Der Server hat NFS v4 im Kernel und der Client nur NFS v3, sorry hatte da etwas durcheinander gebracht  :Smile: 

Ich werde nun den Client umbacken auf NFS 4 und mal gucken...

Also ich weiss nun wieder warum das vers=3 gleich da drin ist. Ich kann nichts als vers=4 mounten...

Gefunden: https://bugs.gentoo.org/show_bug.cgi?id=270333

http://lkml.org/lkml/2009/5/18/436

 *http://sunsolve.sun.com/search/document.do?assetkey=1-66-248566-1 wrote:*   

> An example of the entry in /etc/default/nfs:
> 
> NFS_CLIENT_VERSMAX=3

 

Haben wir so etwas per default? Ich kann das nicht finden fuer den Server...

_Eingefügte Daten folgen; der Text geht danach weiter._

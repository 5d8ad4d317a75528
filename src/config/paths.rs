//! Path management for Cashbook
//!
//! Provides XDG-compliant path resolution for configuration, data and the
//! audit log.
//!
//! ## Path Resolution Order
//!
//! 1. `CASHBOOK_DATA_DIR` environment variable (if set)
//! 2. Unix (Linux/macOS): `$XDG_CONFIG_HOME/cashbook` or `~/.config/cashbook`
//! 3. Windows: `%APPDATA%\cashbook`

use std::path::PathBuf;

use crate::error::CashbookError;

/// Environment variable overriding the base directory
pub const DATA_DIR_ENV: &str = "CASHBOOK_DATA_DIR";

/// Manages all paths used by Cashbook
#[derive(Debug, Clone)]
pub struct CashbookPaths {
    base_dir: PathBuf,
}

impl CashbookPaths {
    /// Resolve the base directory from the environment
    ///
    /// # Errors
    ///
    /// Returns an error if no home directory can be determined.
    pub fn new() -> Result<Self, CashbookError> {
        let base_dir = if let Ok(custom) = std::env::var(DATA_DIR_ENV) {
            PathBuf::from(custom)
        } else {
            resolve_default_path()?
        };

        Ok(Self { base_dir })
    }

    /// Create paths rooted at a custom base directory (useful for testing)
    pub fn with_base_dir(base_dir: PathBuf) -> Self {
        Self { base_dir }
    }

    pub fn base_dir(&self) -> &PathBuf {
        &self.base_dir
    }

    /// Directory holding the JSON data files
    pub fn data_dir(&self) -> PathBuf {
        self.base_dir.join("data")
    }

    pub fn settings_file(&self) -> PathBuf {
        self.base_dir.join("config.json")
    }

    pub fn audit_log(&self) -> PathBuf {
        self.base_dir.join("audit.log")
    }

    pub fn accounts_file(&self) -> PathBuf {
        self.data_dir().join("accounts.json")
    }

    pub fn categories_file(&self) -> PathBuf {
        self.data_dir().join("categories.json")
    }

    pub fn transactions_file(&self) -> PathBuf {
        self.data_dir().join("transactions.json")
    }

    /// Ensure the base and data directories exist
    pub fn ensure_directories(&self) -> Result<(), CashbookError> {
        std::fs::create_dir_all(&self.base_dir)
            .map_err(|e| CashbookError::file("create", &self.base_dir, e))?;

        let data_dir = self.data_dir();
        std::fs::create_dir_all(&data_dir).map_err(|e| CashbookError::file("create", &data_dir, e))?;

        Ok(())
    }
}

#[cfg(not(windows))]
fn resolve_default_path() -> Result<PathBuf, CashbookError> {
    if let Ok(xdg) = std::env::var("XDG_CONFIG_HOME") {
        return Ok(PathBuf::from(xdg).join("cashbook"));
    }
    let home = std::env::var("HOME")
        .map_err(|_| CashbookError::Config("Could not determine HOME directory".into()))?;
    Ok(PathBuf::from(home).join(".config").join("cashbook"))
}

#[cfg(windows)]
fn resolve_default_path() -> Result<PathBuf, CashbookError> {
    let appdata = std::env::var("APPDATA")
        .map_err(|_| CashbookError::Config("Could not determine APPDATA directory".into()))?;
    Ok(PathBuf::from(appdata).join("cashbook"))
}

#[cfg(test)]
mod tests {
    use super::*;
    use tempfile::TempDir;

    #[test]
    fn test_custom_base_dir() {
        let temp_dir = TempDir::new().unwrap();
        let paths = CashbookPaths::with_base_dir(temp_dir.path().to_path_buf());

        assert_eq!(paths.base_dir(), temp_dir.path());
        assert_eq!(paths.data_dir(), temp_dir.path().join("data"));
        assert_eq!(paths.audit_log(), temp_dir.path().join("audit.log"));
    }

    #[test]
    fn test_ensure_directories() {
        let temp_dir = TempDir::new().unwrap();
        let paths = CashbookPaths::with_base_dir(temp_dir.path().join("nested"));

        paths.ensure_directories().unwrap();

        assert!(paths.data_dir().exists());
    }

    #[test]
    fn test_file_paths() {
        let temp_dir = TempDir::new().unwrap();
        let paths = CashbookPaths::with_base_dir(temp_dir.path().to_path_buf());

        assert_eq!(paths.settings_file(), temp_dir.path().join("config.json"));
        assert_eq!(
            paths.categories_file(),
            temp_dir.path().join("data").join("categories.json")
        );
        assert_eq!(
            paths.transactions_file(),
            temp_dir.path().join("data").join("transactions.json")
        );
    }
}
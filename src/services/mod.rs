//! Service layer for Cashbook
//!
//! The service layer provides business logic on top of the storage layer,
//! handling validation, computed fields, and cross-entity operations.

pub mod account;
pub mod balance;
pub mod category;
pub mod filter;
pub mod import;
pub mod transaction;

pub use account::{AccountService, AccountSummary};
pub use balance::compute_balance;
pub use category::CategoryService;
pub use filter::{compute_filtered_view, FilterStage, TransactionView};
pub use import::{parse_csv_rows, ImportResult, ImportService, ParsedRow, RowError};
pub use transaction::{
    CreateTransactionInput, FilteredTransactions, TransactionService, UpdateTransactionInput,
};
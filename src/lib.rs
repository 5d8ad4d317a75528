//! Cashbook - personal finance tracker
//!
//! This library provides the core functionality for the `cashbook` binary:
//! accounts that own categories and transactions, a staged filter engine,
//! balance aggregation, and CSV exchange.
//!
//! # Architecture
//!
//! The crate is organized into the following modules:
//!
//! - `config`: Configuration and path management
//! - `error`: Custom error types
//! - `models`: Core data models (accounts, categories, transactions, filters)
//! - `storage`: JSON file storage layer
//! - `services`: Business logic layer (filtering, balances, import)
//! - `export`: CSV export
//! - `audit`: Audit logging system
//! - `display`: Terminal formatting
//! - `cli`: Command handlers for the binary
//!
//! # Example
//!
//! ```rust,ignore
//! use cashbook::config::paths::CashbookPaths;
//! use cashbook::storage::Storage;
//! use cashbook::services::AccountService;
//!
//! let storage = Storage::new(CashbookPaths::new()?)?;
//! storage.load_all()?;
//! let wallet = AccountService::new(&storage).create("Wallet")?;
//! ```

pub mod audit;
pub mod cli;
pub mod config;
pub mod display;
pub mod error;
pub mod export;
pub mod models;
pub mod services;
pub mod storage;

pub use error::{CashbookError, CashbookResult};
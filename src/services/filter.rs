//! Filter engine and live transaction view
//!
//! Filtering runs a fixed sequence of stages over one account's ordered
//! transaction list. Each stage is a predicate; a disabled stage passes its
//! input through. Output order always matches input order.
//!
//! `TransactionView` keeps a filtered view in sync with the store by polling
//! the transaction repository's revision counter.

use chrono::NaiveDate;

use crate::error::CashbookResult;
use crate::models::{AccountId, Amount, CategoryId, FilterSpec, Transaction};
use crate::storage::Storage;

use super::balance::compute_balance;

/// One stage of the filter pipeline
#[derive(Debug, Clone, Copy, PartialEq, Eq)]
pub enum FilterStage {
    Category,
    DateAfter,
    DateBefore,
    Remark,
    Amount,
    Mode,
}

impl FilterStage {
    /// Order in which stages are applied
    pub const ORDER: [FilterStage; 6] = [
        FilterStage::Category,
        FilterStage::DateAfter,
        FilterStage::DateBefore,
        FilterStage::Remark,
        FilterStage::Amount,
        FilterStage::Mode,
    ];

    /// Whether this stage has a criterion in `spec`
    pub fn is_enabled(self, spec: &FilterSpec) -> bool {
        match self {
            FilterStage::Category => spec.category.is_some(),
            FilterStage::DateAfter => spec.date_after.is_some(),
            FilterStage::DateBefore => spec.date_before.is_some(),
            FilterStage::Remark => spec.active_remark().is_some(),
            FilterStage::Amount => spec.amount.is_some(),
            FilterStage::Mode => spec.active_mode().is_some(),
        }
    }

    /// Whether `txn` passes this stage. Disabled stages accept everything.
    pub fn matches(self, spec: &FilterSpec, txn: &Transaction) -> bool {
        match self {
            FilterStage::Category => spec
                .category
                .map_or(true, |c| txn.category_id == Some(c)),
            FilterStage::DateAfter => spec.date_after.map_or(true, |d| txn.date > d),
            FilterStage::DateBefore => spec.date_before.map_or(true, |d| txn.date < d),
            FilterStage::Remark => spec.active_remark().map_or(true, |needle| {
                txn.remark.to_lowercase().contains(&needle.to_lowercase())
            }),
            FilterStage::Amount => spec
                .amount
                .map_or(true, |v| txn.cash_in == v || txn.cash_out == v),
            FilterStage::Mode => spec
                .active_mode()
                .map_or(true, |m| txn.mode.to_lowercase() == m.to_lowercase()),
        }
    }

    /// Narrow `input` by this stage
    pub fn apply(self, spec: &FilterSpec, input: Vec<Transaction>) -> Vec<Transaction> {
        if !self.is_enabled(spec) {
            return input;
        }
        input
            .into_iter()
            .filter(|t| self.matches(spec, t))
            .collect()
    }
}

/// Apply every enabled stage of `spec` to `all`, in `FilterStage::ORDER`
pub fn compute_filtered_view(all: &[Transaction], spec: &FilterSpec) -> Vec<Transaction> {
    FilterStage::ORDER
        .iter()
        .fold(all.to_vec(), |acc, stage| stage.apply(spec, acc))
}

/// A filtered, balanced view over one account's transactions
#[derive(Debug, Clone)]
pub struct TransactionView {
    account_id: AccountId,
    filter: FilterSpec,
    all: Vec<Transaction>,
    visible: Vec<Transaction>,
    balance: Amount,
    seen_revision: Option<u64>,
}

impl TransactionView {
    pub fn new(account_id: AccountId) -> Self {
        Self {
            account_id,
            filter: FilterSpec::default(),
            all: Vec::new(),
            visible: Vec::new(),
            balance: Amount::ZERO,
            seen_revision: None,
        }
    }

    /// Start with a filter already in place
    pub fn with_filter(account_id: AccountId, filter: FilterSpec) -> Self {
        let mut view = Self::new(account_id);
        view.filter = filter;
        view
    }

    pub fn account_id(&self) -> AccountId {
        self.account_id
    }

    /// Pull the account's transactions if the store changed since the last
    /// refresh. Returns whether anything was reloaded.
    pub fn refresh(&mut self, storage: &Storage) -> CashbookResult<bool> {
        let revision = storage.transactions.revision();
        if self.seen_revision == Some(revision) {
            return Ok(false);
        }

        self.all = storage.transactions.get_by_account(self.account_id)?;
        self.seen_revision = Some(revision);
        self.recompute();
        Ok(true)
    }

    /// Replace the underlying data directly
    pub fn set_transactions(&mut self, transactions: Vec<Transaction>) {
        self.all = transactions;
        self.seen_revision = None;
        self.recompute();
    }

    fn recompute(&mut self) {
        self.visible = compute_filtered_view(&self.all, &self.filter);
        self.balance = compute_balance(&self.visible);
    }

    pub fn set_filter(&mut self, filter: FilterSpec) {
        self.filter = filter;
        self.recompute();
    }

    pub fn set_category(&mut self, category: Option<CategoryId>) {
        self.filter.set_category(category);
        self.recompute();
    }

    pub fn set_date_range(&mut self, after: Option<NaiveDate>, before: Option<NaiveDate>) {
        self.filter.set_date_range(after, before);
        self.recompute();
    }

    pub fn set_remark(&mut self, remark: Option<String>) {
        self.filter.set_remark(remark);
        self.recompute();
    }

    pub fn set_amount(&mut self, amount: Option<Amount>) {
        self.filter.set_amount(amount);
        self.recompute();
    }

    pub fn set_mode(&mut self, mode: Option<String>) {
        self.filter.set_mode(mode);
        self.recompute();
    }

    pub fn clear_filters(&mut self) {
        self.filter.clear();
        self.recompute();
    }

    /// Visible (filtered) transactions
    pub fn transactions(&self) -> &[Transaction] {
        &self.visible
    }

    /// Every transaction of the account, unfiltered
    pub fn all_transactions(&self) -> &[Transaction] {
        &self.all
    }

    /// Balance of the visible transactions
    pub fn balance(&self) -> Amount {
        self.balance
    }

    pub fn filter(&self) -> &FilterSpec {
        &self.filter
    }
}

//edit: OK alle Loesungen funzen nicht. Hier ein passender Bug Report fuer eine aeltere Version: https://bugs.gentoo.org/show_bug.cgi?id=235462

Der Debian Bug Report: http://bugs.debian.org/cgi-bin/bugreport.cgi?bug=492970#40

/proc/mounts auf dem Client:

 *Quote:*   

> 192.168.0.254:/var/data /mnt/auto/files nfs rw,relatime,vers=3,rsize=524288,wsize=524288,namlen=255,soft,proto=tcp,timeo=600,retrans=2,sec=sys,mountaddr=192.168.0.254,mountvers=3,mountport=59345,mountproto=udp,addr=192.168.0.254 0 0

 

sys=sec kommt auch ohne die Option aber mir fehlen ja auch nur ein paar Rechte, naemlich auf den Root Ordner, bzw. Verzeichnisse darin und ich kann keine neuen Dateien erstellen.

Client:

net-fs/nfs-utils-1.2.1

Server:

net-fs/nfs-utils-1.1.4-r1

----------

## disi

Als  Workaround habe ich nun einen Order im Mount erstellt, worin ich ja dann wieder Rechte habe.

/mnt/auto/files/files/ 

wobei

/mnt/auto/files/

der eingehaengte Ordner ist.

Ich hatte geguckt und da sind 52 offene nfs Bugs von uralt teilweise...

----------